■ HOW TO COMPLETE THIS TASK
Locate and copy each line in the data that contains the word "checkout".

■ DATA FOR THIS TASK
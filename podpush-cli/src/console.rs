//! Terminal rendering of pipeline events and lint reports.

use colored::Colorize;

use podpush_lint::LintReport;
use podpush_publish::{PublishEvent, Reporter};

/// Prints events to stdout as they arrive.
#[derive(Debug, Default)]
pub struct ConsoleReporter;

impl Reporter for ConsoleReporter {
    fn report(&mut self, event: PublishEvent) {
        match event {
            PublishEvent::Stage { stage, repo } => {
                println!();
                println!("{}", stage.heading(&repo).yellow());
                println!();
            }
            PublishEvent::Linted(report) => print_lint_report(&report),
            PublishEvent::Added(record) => println!(" - {}", record.commit_message()),
            PublishEvent::RemoteOutput { output, .. } => print_raw(&output),
        }
    }
}

/// ` -> Foo (1.0)` followed by one indented line per finding.
pub fn print_lint_report(report: &LintReport) {
    let label = match &report.spec {
        Some(spec) => spec.to_string(),
        None => report.path.display().to_string(),
    };
    let marker = if report.passed() {
        "->".green()
    } else {
        "->".red()
    };
    println!(" {marker} {label}");
    for issue in &report.errors {
        println!("    - {} | {issue}", "ERROR".red());
    }
    for issue in &report.warnings {
        println!("    - {} | {issue}", "WARN".yellow());
    }
}

/// Command output is shown as-is.
fn print_raw(output: &str) {
    if output.is_empty() {
        return;
    }
    print!("{output}");
    if !output.ends_with('\n') {
        println!();
    }
}
//! # podpush-vcs
//!
//! The version-control seam used by the publish pipeline.
//!
//! Every operation takes the checkout directory explicitly; implementations
//! must not touch the process working directory. [`GitCli`] is the production
//! implementation; tests substitute a recording fake.

use std::path::Path;

pub mod error;
pub mod git;

pub use error::VcsError;
pub use git::GitCli;

/// Version-control operations on one local checkout.
pub trait Vcs {
    /// Porcelain status; empty means the checkout has no pending changes.
    fn status(&self, dir: &Path) -> Result<String, VcsError>;

    /// Fetch and merge the remote; returns the command's output.
    fn pull(&self, dir: &Path) -> Result<String, VcsError>;

    /// Stage `path` (relative to `dir`).
    fn add(&self, dir: &Path, path: &Path) -> Result<(), VcsError>;

    fn commit(&self, dir: &Path, message: &str) -> Result<(), VcsError>;

    /// Push local commits to the remote; returns the command's output.
    fn push(&self, dir: &Path) -> Result<String, VcsError>;
}

impl<T: Vcs + ?Sized> Vcs for &T {
    fn status(&self, dir: &Path) -> Result<String, VcsError> {
        (**self).status(dir)
    }

    fn pull(&self, dir: &Path) -> Result<String, VcsError> {
        (**self).pull(dir)
    }

    fn add(&self, dir: &Path, path: &Path) -> Result<(), VcsError> {
        (**self).add(dir, path)
    }

    fn commit(&self, dir: &Path, message: &str) -> Result<(), VcsError> {
        (**self).commit(dir, message)
    }

    fn push(&self, dir: &Path) -> Result<String, VcsError> {
        (**self).push(dir)
    }
}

■ RESPONSE BOX
//! Every operation takes the checkout directory explicitly; implementations
/// Version-control operations on one local checkout.
    /// Porcelain status; empty means the checkout has no pending changes.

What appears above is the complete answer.